Из Петербурга выставка перекочевала в Москву, а затем в сопровождении Перова и Мясоедова побывала в Киеве и Харькове. «Ну, друзья, — радостно говорил Крамской, — теперь мы зашагали. И путь нам предстоит долгий и нелегкий».
Квартира Крамских снова полна гостей, и неизменный артельный самовар, начищенный до блеска, празднично возвышается над столом, веселит душу. Горячий пар клубится над ним.
— Да ведь и то сказать, — восклицает Якоби, — на этом самоваре держится русское искусство!..
Все возбуждены, веселы. Первый успех окрылил художников, вселил уверенность: да, да, они вышли на правильный путь, кое-кто уже высказывает свои соображения относительно организации второй выставки — ни в коем случае нельзя ее отдавать на откуп Академии… Споры, шутки, смех, подтрунивание.
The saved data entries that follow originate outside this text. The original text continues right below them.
// cloudcode-chat-proxy - OpenAI-compatible chat completions proxy fronting a
// multi-credential CloudCode-style upstream

use std::net::SocketAddr;
use std::sync::Arc;

use anyhow::{Context, Result};
use clap::Parser;
use tokio::signal;
use tracing::{error, info};

use cloudcode_chat_proxy::cli::Args;
use cloudcode_chat_proxy::config::AppConfig;
use cloudcode_chat_proxy::credentials::CredentialStore;
use cloudcode_chat_proxy::metrics;
use cloudcode_chat_proxy::queue::AdmissionQueue;
use cloudcode_chat_proxy::scheduler::CredentialScheduler;
use cloudcode_chat_proxy::server::create_router;
use cloudcode_chat_proxy::upstream::UpstreamClient;
use cloudcode_chat_proxy::utils::logging;

#[tokio::main]
async fn main() -> Result<()> {
    let args = Args::parse();

    let config = AppConfig::load(args.config.as_deref())?;

    logging::init(&config.logging)?;
    info!("starting cloudcode-chat-proxy v{}", env!("CARGO_PKG_VERSION"));

    info!(path = %config.credentials.path, "loading credential pool");
    let store = Arc::new(CredentialStore::new(&config.credentials.path));
    let scheduler = match CredentialScheduler::new(store.clone(), config.concurrency.per_token_concurrency).await {
        Ok(s) => Arc::new(s),
        Err(e) => {
            error!(error = %e, "failed to initialize credential scheduler");
            std::process::exit(1);
        }
    };
    info!(enabled = scheduler.enabled_count(), "credential pool ready");

    let max_concurrent = config.concurrency.max_concurrent.resolve(scheduler.enabled_count(), config.concurrency.per_token_concurrency);
    info!(max_concurrent, queue_limit = config.concurrency.queue_limit, "admission queue sized");
    let queue = Arc::new(AdmissionQueue::new(max_concurrent, config.concurrency.queue_limit, config.concurrency.timeout_ms));

    let upstream = Arc::new(UpstreamClient::new(config.api.clone())?);

    let addr: SocketAddr =
        format!("{}:{}", config.server.host, config.server.port).parse().context("invalid server host/port")?;

    let shutdown_queue = queue.clone();
    let metrics_scheduler = scheduler.clone();
    tokio::spawn(refresh_credential_metrics_loop(metrics_scheduler));

    let app = create_router(config, scheduler, upstream, queue)?;

    let listener = match tokio::net::TcpListener::bind(addr).await {
        Ok(l) => l,
        Err(e) => {
            error!(error = %e, %addr, "failed to bind server address");
            std::process::exit(1);
        }
    };

    info!(%addr, "listening");
    let serve = axum::serve(listener, app).with_graceful_shutdown(shutdown_signal(shutdown_queue));

    match tokio::time::timeout(std::time::Duration::from_secs(5) + std::time::Duration::from_millis(500), serve).await {
        Ok(Ok(())) => info!("server shut down gracefully"),
        Ok(Err(e)) => {
            error!(error = %e, "server exited with error");
            std::process::exit(1);
        }
        Err(_) => {
            info!("graceful drain window elapsed, forcing exit");
        }
    }

    Ok(())
}

/// Waits for ctrl-c or SIGTERM, pauses the admission queue so no new request
/// is admitted, and returns — letting axum stop accepting connections and
/// drain whatever is already in flight, bounded by the 5s timeout the caller
/// wraps this future in.
async fn shutdown_signal(queue: Arc<AdmissionQueue>) {
    let ctrl_c = async {
        signal::ctrl_c().await.expect("failed to install Ctrl+C handler");
    };

    #[cfg(unix)]
    let terminate = async {
        signal::unix::signal(signal::unix::SignalKind::terminate())
            .expect("failed to install signal handler")
            .recv()
            .await;
    };

    #[cfg(not(unix))]
    let terminate = std::future::pending::<()>();

    tokio::select! {
        _ = ctrl_c => info!("received ctrl-c, starting graceful shutdown"),
        _ = terminate => info!("received sigterm, starting graceful shutdown"),
    }

    queue.pause();
}

/// Snapshots `get_all_stats()` into the `credential_active`/`credential_status`
/// gauges every 15s, since those are point-in-time observations rather than
/// counters any single request path can update on its own.
async fn refresh_credential_metrics_loop(scheduler: Arc<CredentialScheduler>) {
    let mut interval = tokio::time::interval(std::time::Duration::from_secs(15));
    loop {
        interval.tick().await;
        let stats = scheduler.get_all_stats().await;
        for credential in &stats.credentials {
            metrics::set_credential_active(&credential.token_prefix, credential.active_count);
        }
        let rate_limited = stats.credentials.iter().filter(|c| c.effective_status == "rate_limited").count();
        metrics::set_credential_status_counts(stats.summary.active, rate_limited, stats.summary.disabled);
    }
}
// Configuration data structures

use serde::{Deserialize, Serialize};

#[derive(Debug, Clone, Serialize, Deserialize)]
pub struct AppConfig {
    #[serde(default)]
    pub server: ServerConfig,

    #[serde(default)]
    pub credentials: CredentialsConfig,

    #[serde(default)]
    pub api: ApiConfig,

    #[serde(default)]
    pub defaults: DefaultsConfig,

    #[serde(default)]
    pub security: SecurityConfig,

    #[serde(default)]
    pub retry: RetryConfig,

    #[serde(default)]
    pub concurrency: ConcurrencyConfig,

    #[serde(default)]
    pub thinking: ThinkingConfig,

    #[serde(default)]
    pub logging: LoggingConfig,
}

#[derive(Debug, Clone, Serialize, Deserialize)]
pub struct ServerConfig {
    #[serde(default = "default_host")]
    pub host: String,

    #[serde(default = "default_port")]
    pub port: u16,
}

impl Default for ServerConfig {
    fn default() -> Self {
        Self { host: default_host(), port: default_port() }
    }
}

/// Where the pool of refresh-token credentials lives on disk.
#[derive(Debug, Clone, Serialize, Deserialize)]
pub struct CredentialsConfig {
    #[serde(default = "default_credentials_path")]
    pub path: String,
}

impl Default for CredentialsConfig {
    fn default() -> Self {
        Self { path: default_credentials_path() }
    }
}

/// Field names are the `api.{url,modelsUrl,host,userAgent}` configuration
/// contract; `camelCase` on the wire, `snake_case` in Rust.
#[derive(Debug, Clone, Serialize, Deserialize)]
#[serde(rename_all = "camelCase")]
pub struct ApiConfig {
    #[serde(default = "default_api_url")]
    pub url: String,

    #[serde(default = "default_models_url")]
    pub models_url: String,

    #[serde(default = "default_api_host")]
    pub host: String,

    #[serde(default = "default_user_agent")]
    pub user_agent: String,

    #[serde(default = "default_timeout_seconds")]
    pub timeout_seconds: u64,
}

impl Default for ApiConfig {
    fn default() -> Self {
        Self {
            url: default_api_url(),
            models_url: default_models_url(),
            host: default_api_host(),
            user_agent: default_user_agent(),
            timeout_seconds: default_timeout_seconds(),
        }
    }
}

#[derive(Debug, Clone, Serialize, Deserialize)]
pub struct DefaultsConfig {
    #[serde(default = "default_temperature")]
    pub temperature: f32,

    #[serde(default = "default_top_p")]
    pub top_p: f32,

    #[serde(default = "default_top_k")]
    pub top_k: u32,

    #[serde(default = "default_max_tokens")]
    pub max_tokens: u32,
}

impl Default for DefaultsConfig {
    fn default() -> Self {
        Self {
            temperature: default_temperature(),
            top_p: default_top_p(),
            top_k: default_top_k(),
            max_tokens: default_max_tokens(),
        }
    }
}

/// Field names are the `security.{maxRequestSize,apiKey}` configuration
/// contract; `camelCase` on the wire, `snake_case` in Rust.
#[derive(Debug, Clone, Serialize, Deserialize)]
#[serde(rename_all = "camelCase")]
pub struct SecurityConfig {
    #[serde(default = "default_max_request_size")]
    pub max_request_size: usize,

    /// Optional static bearer key; when set, every `/v1/*` request must
    /// present it exactly.
    #[serde(default)]
    pub api_key: Option<String>,
}

impl Default for SecurityConfig {
    fn default() -> Self {
        Self { max_request_size: default_max_request_size(), api_key: None }
    }
}

/// Field names are the `retry.{maxRetries,baseDelay}` configuration
/// contract; `camelCase` on the wire, `snake_case` in Rust. `base_delay_ms`
/// carries an explicit override since automatic conversion would yield
/// `baseDelayMs`, not the contract's `baseDelay`.
#[derive(Debug, Clone, Serialize, Deserialize)]
#[serde(rename_all = "camelCase")]
pub struct RetryConfig {
    #[serde(default = "default_max_retries")]
    pub max_retries: u32,

    #[serde(default = "default_base_delay_ms", rename = "baseDelay")]
    pub base_delay_ms: u64,
}

impl Default for RetryConfig {
    fn default() -> Self {
        Self { max_retries: default_max_retries(), base_delay_ms: default_base_delay_ms() }
    }
}

/// `max_concurrent` is either a fixed integer or `"auto"`, resolved at
/// startup against the enabled credential count.
#[derive(Debug, Clone, Serialize, Deserialize, PartialEq)]
#[serde(untagged)]
pub enum MaxConcurrent {
    Auto(String),
    Fixed(u32),
}

impl Default for MaxConcurrent {
    fn default() -> Self {
        MaxConcurrent::Auto("auto".to_string())
    }
}

impl MaxConcurrent {
    /// Resolve against the number of enabled credentials and the
    /// per-token concurrency budget, clamped to `[1, 100]`.
    pub fn resolve(&self, enabled_credential_count: usize, per_token_concurrency: u32) -> u32 {
        match self {
            MaxConcurrent::Fixed(n) => *n,
            MaxConcurrent::Auto(_) => {
                let raw = enabled_credential_count as u64 * per_token_concurrency as u64;
                raw.clamp(1, 100) as u32
            }
        }
    }
}

/// Field names are the `concurrency.{maxConcurrent,perTokenConcurrency,
/// queueLimit,timeout}` configuration contract; `camelCase` on the wire,
/// `snake_case` in Rust. `timeout_ms` carries an explicit override since
/// automatic conversion would yield `timeoutMs`, not the contract's bare
/// `timeout`.
#[derive(Debug, Clone, Serialize, Deserialize)]
#[serde(rename_all = "camelCase")]
pub struct ConcurrencyConfig {
    #[serde(default)]
    pub max_concurrent: MaxConcurrent,

    #[serde(default = "default_per_token_concurrency")]
    pub per_token_concurrency: u32,

    #[serde(default = "default_queue_limit")]
    pub queue_limit: usize,

    #[serde(default = "default_queue_timeout_ms", rename = "timeout")]
    pub timeout_ms: u64,
}

impl Default for ConcurrencyConfig {
    fn default() -> Self {
        Self {
            max_concurrent: MaxConcurrent::default(),
            per_token_concurrency: default_per_token_concurrency(),
            queue_limit: default_queue_limit(),
            timeout_ms: default_queue_timeout_ms(),
        }
    }
}

#[derive(Debug, Clone, Copy, Serialize, Deserialize, PartialEq, Eq)]
#[serde(rename_all = "snake_case")]
pub enum ThinkingOutputMode {
    ReasoningContent,
    Raw,
    Filter,
}

#[derive(Debug, Clone, Serialize, Deserialize)]
pub struct ThinkingConfig {
    #[serde(default = "default_thinking_output")]
    pub output: ThinkingOutputMode,
}

impl Default for ThinkingConfig {
    fn default() -> Self {
        Self { output: default_thinking_output() }
    }
}

#[derive(Debug, Clone, Serialize, Deserialize)]
pub struct LoggingConfig {
    #[serde(default = "default_log_level")]
    pub level: String,

    #[serde(default = "default_log_format")]
    pub format: String,

    #[serde(default = "default_true")]
    pub sanitize_tokens: bool,
}

impl Default for LoggingConfig {
    fn default() -> Self {
        Self { level: default_log_level(), format: default_log_format(), sanitize_tokens: true }
    }
}

impl Default for AppConfig {
    fn default() -> Self {
        Self {
            server: ServerConfig::default(),
            credentials: CredentialsConfig::default(),
            api: ApiConfig::default(),
            defaults: DefaultsConfig::default(),
            security: SecurityConfig::default(),
            retry: RetryConfig::default(),
            concurrency: ConcurrencyConfig::default(),
            thinking: ThinkingConfig::default(),
            logging: LoggingConfig::default(),
        }
    }
}

// Default value functions

fn default_host() -> String {
    "127.0.0.1".to_string()
}

fn default_port() -> u16 {
    8080
}

fn default_credentials_path() -> String {
    "data/accounts.json".to_string()
}

fn default_per_token_concurrency() -> u32 {
    2
}

fn default_api_url() -> String {
    "https://cloudcode-pa.googleapis.com/v1internal:streamGenerateContent".to_string()
}

fn default_models_url() -> String {
    "https://cloudcode-pa.googleapis.com/v1internal/models".to_string()
}

fn default_api_host() -> String {
    "cloudcode-pa.googleapis.com".to_string()
}

fn default_user_agent() -> String {
    format!("cloudcode-chat-proxy/{}", env!("CARGO_PKG_VERSION"))
}

fn default_timeout_seconds() -> u64 {
    300
}

fn default_temperature() -> f32 {
    1.0
}

fn default_top_p() -> f32 {
    0.95
}

fn default_top_k() -> u32 {
    40
}

fn default_max_tokens() -> u32 {
    8192
}

fn default_max_request_size() -> usize {
    50 * 1024 * 1024
}

fn default_max_retries() -> u32 {
    3
}

fn default_base_delay_ms() -> u64 {
    500
}

fn default_queue_limit() -> usize {
    100
}

fn default_queue_timeout_ms() -> u64 {
    300_000
}

fn default_thinking_output() -> ThinkingOutputMode {
    ThinkingOutputMode::ReasoningContent
}

fn default_log_level() -> String {
    "info".to_string()
}

fn default_log_format() -> String {
    "pretty".to_string()
}

fn default_true() -> bool {
    true
}

#[cfg(test)]
mod tests {
    use super::*;

    #[test]
    fn max_concurrent_auto_resolves_and_clamps() {
        let auto = MaxConcurrent::Auto("auto".to_string());
        assert_eq!(auto.resolve(3, 2), 6);
        assert_eq!(auto.resolve(0, 2), 1);
        assert_eq!(auto.resolve(1000, 2), 100);
    }

    #[test]
    fn max_concurrent_fixed_ignores_credential_count() {
        let fixed = MaxConcurrent::Fixed(5);
        assert_eq!(fixed.resolve(1, 2), 5);
    }

    #[test]
    fn default_config_round_trips_through_serde() {
        let cfg = AppConfig::default();
        let value = serde_json::to_value(&cfg).unwrap();
        let back: AppConfig = serde_json::from_value(value).unwrap();
        assert_eq!(back.server.port, cfg.server.port);
    }
}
— А вы не догадываетесь, господа, с кого писал главную фигуру в «Охотниках» Перов? — спрашивал Клодт, многозначительно поглядывая на Волкова. Тот не оставался в долгу:
— Представляете, барон Клодт возомнил себя пейзажистом, а что такое пейзаж — толком еще не разобрался. Иван Иванович, скажите барону, что осина и ель — это не одно и то же.
— Минуточку! Слово Николаю Николаевичу Ге, он все-таки с императорами дело имеет…
Ге отмахивался, застенчиво улыбаясь, и подсаживался к Шишкину.
— Ну что, Иван Иванович, какие известия от Васильева?
— Жалуется на тоску, но работает. Грозится к следующей выставке всех перещеголять.
— Дай-то бог, дай-то бог!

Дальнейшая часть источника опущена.